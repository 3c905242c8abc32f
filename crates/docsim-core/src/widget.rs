//! The upload-and-search widget: owned state plus its transitions.
//!
//! A search runs in two halves so event-loop front ends can keep drawing
//! while the request is out: [`SearchWidget::begin_search`] hands out a
//! [`SearchTicket`] and raises the loading flag, and
//! [`SearchWidget::complete_search`] applies the outcome and always lowers it.
//! [`SearchWidget::submit_search`] chains the two around a backend call.
//!
//! Every selection and submission bumps a generation counter. A completion
//! carrying an older generation only releases the loading flag; its results
//! or error are dropped, so a slow response can never overwrite the state of
//! a newer selection.

use std::any::Any;
use std::panic::AssertUnwindSafe;

use futures_util::FutureExt;

use crate::backend::SearchBackend;
use crate::locale::{Locale, Strings};
use crate::view::{self, LinkSet, WidgetView};
use crate::{ResultItem, SearchError, SelectedFile};

/// Proof that a search was started, tied to the generation it belongs to.
#[derive(Debug, Clone, PartialEq, Eq)]
pub struct SearchTicket {
    pub generation: u64,
    pub file: SelectedFile,
}

#[derive(Debug, Clone)]
pub struct SearchWidget {
    selected_file: Option<SelectedFile>,
    results: Vec<ResultItem>,
    error: String,
    loading: bool,
    generation: u64,
    locale: Locale,
    link_set: LinkSet,
}

impl Default for SearchWidget {
    fn default() -> Self {
        Self::new(Locale::default(), LinkSet::default())
    }
}

impl SearchWidget {
    pub fn new(locale: Locale, link_set: LinkSet) -> Self {
        Self {
            selected_file: None,
            results: Vec::new(),
            error: String::new(),
            loading: false,
            generation: 0,
            locale,
            link_set,
        }
    }

    pub fn selected_file(&self) -> Option<&SelectedFile> {
        self.selected_file.as_ref()
    }

    pub fn results(&self) -> &[ResultItem] {
        &self.results
    }

    /// Current error line; empty when there is nothing to show.
    pub fn error(&self) -> &str {
        &self.error
    }

    pub fn is_loading(&self) -> bool {
        self.loading
    }

    pub fn generation(&self) -> u64 {
        self.generation
    }

    pub fn locale(&self) -> Locale {
        self.locale
    }

    pub fn link_set(&self) -> LinkSet {
        self.link_set
    }

    pub fn strings(&self) -> &'static Strings {
        self.locale.strings()
    }

    /// Replace the selection (or clear it) and reset results and error.
    ///
    /// An in-flight request is not aborted, but its completion will be
    /// treated as stale.
    pub fn select_file(&mut self, file: Option<SelectedFile>) {
        self.generation = self.generation.wrapping_add(1);
        tracing::debug!(
            file = file.as_ref().map(|f| f.name.as_str()),
            generation = self.generation,
            in_flight = self.loading,
            "file selected"
        );
        self.selected_file = file;
        self.results.clear();
        self.error.clear();
    }

    /// Start a search for the selected file.
    ///
    /// Returns `None` without touching the loading flag when no file is
    /// selected (the error line then prompts for one) or when a request is
    /// already outstanding.
    pub fn begin_search(&mut self) -> Option<SearchTicket> {
        let Some(file) = self.selected_file.clone() else {
            self.error = SearchError::NoFileSelected
                .user_message(self.strings())
                .to_string();
            return None;
        };
        if self.loading {
            tracing::debug!(generation = self.generation, "search already in flight");
            return None;
        }

        self.generation = self.generation.wrapping_add(1);
        self.loading = true;
        self.error.clear();
        tracing::info!(file = %file.name, generation = self.generation, "search started");

        Some(SearchTicket {
            generation: self.generation,
            file,
        })
    }

    /// Apply the outcome of the search started with `generation`.
    ///
    /// Always clears the loading flag. Returns `false` if the outcome was
    /// stale and therefore discarded.
    pub fn complete_search(
        &mut self,
        generation: u64,
        outcome: Result<Vec<ResultItem>, SearchError>,
    ) -> bool {
        self.loading = false;

        if generation != self.generation {
            tracing::debug!(
                generation,
                current = self.generation,
                "discarding stale search outcome"
            );
            return false;
        }

        match outcome {
            Ok(results) => {
                tracing::info!(generation, count = results.len(), "search complete");
                self.results = results;
                self.error.clear();
            }
            Err(e) => {
                tracing::warn!(generation, error = %e, "search failed");
                self.error = e.user_message(self.strings()).to_string();
            }
        }
        true
    }

    /// Run a whole search against `backend`: begin, await, complete.
    ///
    /// The loading flag is lowered on every path, including a backend future
    /// that panics.
    pub async fn submit_search<B>(&mut self, backend: &B)
    where
        B: SearchBackend + ?Sized,
    {
        let Some(ticket) = self.begin_search() else {
            return;
        };

        let outcome = AssertUnwindSafe(backend.search(&ticket.file))
            .catch_unwind()
            .await
            .unwrap_or_else(|panic| Err(SearchError::Aborted(panic_message(panic.as_ref()))));

        self.complete_search(ticket.generation, outcome);
    }

    pub fn view(&self) -> WidgetView {
        view::render(self)
    }
}

/// Best-effort text of a panic payload.
pub fn panic_message(payload: &(dyn Any + Send)) -> String {
    if let Some(s) = payload.downcast_ref::<&str>() {
        (*s).to_string()
    } else if let Some(s) = payload.downcast_ref::<String>() {
        s.clone()
    } else {
        "panic".to_string()
    }
}

#[cfg(test)]
mod tests {
    use super::*;
    use crate::mock::{MockBackend, MockResponse};

    fn item(doc: &str, score: f64) -> ResultItem {
        ResultItem {
            document: doc.to_string(),
            score,
            download_url: format!("http://host/files/{doc}"),
        }
    }

    fn brief() -> SelectedFile {
        SelectedFile::from_path("brief.pdf")
    }

    /// Widget with one result and an error line, neither of which a fresh
    /// selection should survive.
    fn dirty_widget() -> SearchWidget {
        let mut widget = SearchWidget::default();
        widget.select_file(Some(brief()));
        let t = widget.begin_search().unwrap();
        widget.complete_search(t.generation, Ok(vec![item("case_1.pdf", 0.3)]));
        let t = widget.begin_search().unwrap();
        widget.complete_search(t.generation, Err(SearchError::RequestFailed { status: 500 }));
        assert!(!widget.results().is_empty());
        assert!(!widget.error().is_empty());
        widget
    }

    // ── select_file ─────────────────────────────────────────────────

    #[test]
    fn select_resets_results_and_error() {
        let mut widget = dirty_widget();
        widget.select_file(Some(SelectedFile::from_path("other.pdf")));
        assert!(widget.results().is_empty());
        assert_eq!(widget.error(), "");
        assert_eq!(widget.selected_file().unwrap().name, "other.pdf");
    }

    #[test]
    fn cancelled_picker_clears_selection_and_still_resets() {
        let mut widget = dirty_widget();
        widget.select_file(None);
        assert!(widget.selected_file().is_none());
        assert!(widget.results().is_empty());
        assert_eq!(widget.error(), "");
    }

    #[test]
    fn select_does_not_touch_loading() {
        let mut widget = SearchWidget::default();
        widget.select_file(Some(brief()));
        widget.begin_search().unwrap();
        widget.select_file(Some(SelectedFile::from_path("next.pdf")));
        assert!(widget.is_loading());
    }

    // ── begin_search ────────────────────────────────────────────────

    #[test]
    fn begin_without_file_prompts_and_stays_idle() {
        let mut widget = SearchWidget::default();
        assert!(widget.begin_search().is_none());
        assert_eq!(widget.error(), "Please select a PDF file.");
        assert!(!widget.is_loading());
    }

    #[test]
    fn begin_raises_loading_and_clears_error() {
        let mut widget = SearchWidget::default();
        widget.select_file(Some(brief()));
        widget.error = "old".to_string();
        let ticket = widget.begin_search().unwrap();
        assert!(widget.is_loading());
        assert_eq!(widget.error(), "");
        assert_eq!(ticket.file, brief());
        assert_eq!(ticket.generation, widget.generation());
    }

    #[test]
    fn begin_while_loading_is_refused() {
        let mut widget = SearchWidget::default();
        widget.select_file(Some(brief()));
        let first = widget.begin_search().unwrap();
        assert!(widget.begin_search().is_none());
        assert_eq!(widget.generation(), first.generation);
        assert!(widget.is_loading());
    }

    // ── complete_search ─────────────────────────────────────────────

    #[test]
    fn success_assigns_results_wholesale() {
        let mut widget = SearchWidget::default();
        widget.select_file(Some(brief()));
        let ticket = widget.begin_search().unwrap();
        let expected = vec![item("case_12.pdf", 0.91)];
        assert!(widget.complete_search(ticket.generation, Ok(expected.clone())));
        assert_eq!(widget.results(), expected.as_slice());
        assert_eq!(widget.error(), "");
        assert!(!widget.is_loading());
    }

    #[test]
    fn failure_keeps_previous_results() {
        let mut widget = SearchWidget::default();
        widget.select_file(Some(brief()));
        let t = widget.begin_search().unwrap();
        widget.complete_search(t.generation, Ok(vec![item("a.pdf", 0.5)]));

        let t = widget.begin_search().unwrap();
        widget.complete_search(t.generation, Err(SearchError::RequestFailed { status: 500 }));

        assert_eq!(widget.results(), [item("a.pdf", 0.5)].as_slice());
        assert_eq!(widget.error(), "Error searching for similar documents.");
        assert!(!widget.is_loading());
    }

    #[test]
    fn stale_completion_only_releases_loading() {
        let mut widget = SearchWidget::default();
        widget.select_file(Some(brief()));
        let stale = widget.begin_search().unwrap();
        widget.select_file(Some(SelectedFile::from_path("newer.pdf")));

        let applied = widget.complete_search(stale.generation, Ok(vec![item("old.pdf", 0.9)]));

        assert!(!applied);
        assert!(!widget.is_loading());
        assert!(widget.results().is_empty());
        assert_eq!(widget.error(), "");
        assert_eq!(widget.selected_file().unwrap().name, "newer.pdf");
    }

    #[test]
    fn stale_failure_does_not_set_error() {
        let mut widget = SearchWidget::default();
        widget.select_file(Some(brief()));
        let stale = widget.begin_search().unwrap();
        widget.select_file(None);
        widget.complete_search(stale.generation, Err(SearchError::Aborted("x".into())));
        assert_eq!(widget.error(), "");
    }

    // ── submit_search ───────────────────────────────────────────────

    #[tokio::test]
    async fn submit_without_file_never_calls_backend() {
        let backend = MockBackend::new(MockResponse::Results(vec![]));
        let mut widget = SearchWidget::default();
        widget.submit_search(&backend).await;
        assert_eq!(backend.call_count(), 0);
        assert!(!widget.error().is_empty());
        assert!(!widget.is_loading());
    }

    #[tokio::test]
    async fn submit_success_round_trip() {
        let expected = vec![item("case_12.pdf", 0.91)];
        let backend = MockBackend::new(MockResponse::Results(expected.clone()));
        let mut widget = SearchWidget::default();
        widget.select_file(Some(brief()));

        widget.submit_search(&backend).await;

        assert_eq!(backend.call_count(), 1);
        assert_eq!(backend.last_file(), Some(brief()));
        assert_eq!(widget.results(), expected.as_slice());
        assert_eq!(widget.error(), "");
        assert!(!widget.is_loading());
    }

    #[tokio::test]
    async fn submit_http_error_sets_generic_message() {
        let backend = MockBackend::new(MockResponse::Status(503));
        let mut widget = SearchWidget::default();
        widget.select_file(Some(brief()));

        widget.submit_search(&backend).await;

        assert_eq!(widget.error(), "Error searching for similar documents.");
        assert!(widget.results().is_empty());
        assert!(!widget.is_loading());
    }

    #[tokio::test]
    async fn submit_malformed_body_reads_like_any_failure() {
        let backend = MockBackend::new(MockResponse::Malformed);
        let mut widget = SearchWidget::new(Locale::Bulgarian, LinkSet::DownloadOnly);
        widget.select_file(Some(brief()));

        widget.submit_search(&backend).await;

        assert_eq!(widget.error(), "Грешка при търсенето.");
        assert!(!widget.is_loading());
    }

    #[tokio::test]
    async fn retry_failure_keeps_earlier_results_under_new_error() {
        let backend = MockBackend::with_sequence(vec![
            MockResponse::Results(vec![item("case_3.pdf", 0.7)]),
            MockResponse::Status(500),
        ]);
        let mut widget = SearchWidget::default();
        widget.select_file(Some(brief()));

        widget.submit_search(&backend).await;
        assert_eq!(widget.error(), "");

        widget.submit_search(&backend).await;

        assert_eq!(backend.call_count(), 2);
        assert_eq!(widget.results(), [item("case_3.pdf", 0.7)].as_slice());
        assert_eq!(widget.error(), "Error searching for similar documents.");
        assert_eq!(widget.view().results.unwrap().rows.len(), 1);
        assert!(!widget.is_loading());
    }

    #[tokio::test(start_paused = true)]
    async fn slow_backend_holds_loading_until_it_answers() {
        let backend = MockBackend::new(MockResponse::Results(vec![item("case_1.pdf", 0.2)]))
            .with_delay(std::time::Duration::from_secs(30));
        let mut widget = SearchWidget::default();
        widget.select_file(Some(brief()));

        let started = tokio::time::Instant::now();
        widget.submit_search(&backend).await;

        assert!(started.elapsed() >= std::time::Duration::from_secs(30));
        assert_eq!(widget.results().len(), 1);
        assert!(!widget.is_loading());
    }

    #[tokio::test]
    async fn panicking_backend_still_releases_loading() {
        let backend = MockBackend::new(MockResponse::Panic);
        let mut widget = SearchWidget::default();
        widget.select_file(Some(brief()));

        widget.submit_search(&backend).await;

        assert!(!widget.is_loading());
        assert_eq!(widget.error(), "Error searching for similar documents.");
    }

    #[test]
    fn panic_message_reads_str_and_string_payloads() {
        let a: Box<dyn Any + Send> = Box::new("static");
        let b: Box<dyn Any + Send> = Box::new(String::from("owned"));
        let c: Box<dyn Any + Send> = Box::new(7u8);
        assert_eq!(panic_message(a.as_ref()), "static");
        assert_eq!(panic_message(b.as_ref()), "owned");
        assert_eq!(panic_message(c.as_ref()), "panic");
    }
}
━━━━━━
[AIM OF THE EXERCISE]: Please give an exact copy of the lines above, beginning with the line containing "let backend = MockBackend::new(MockResponse::Results(vec![]));" and running through the line containing "assert_eq!(backend.last_file(), Some(brief()));", and of no other lines.

[RESULT]:
        let backend = MockBackend::new(MockResponse::Results(vec![]));
        let mut widget = SearchWidget::default();
        widget.submit_search(&backend).await;
        assert_eq!(backend.call_count(), 0);
        assert!(!widget.error().is_empty());
        assert!(!widget.is_loading());
    }

    #[tokio::test]
    async fn submit_success_round_trip() {
        let expected = vec![item("case_12.pdf", 0.91)];
        let backend = MockBackend::new(MockResponse::Results(expected.clone()));
        let mut widget = SearchWidget::default();
        widget.select_file(Some(brief()));

        widget.submit_search(&backend).await;

        assert_eq!(backend.call_count(), 1);
        assert_eq!(backend.last_file(), Some(brief()));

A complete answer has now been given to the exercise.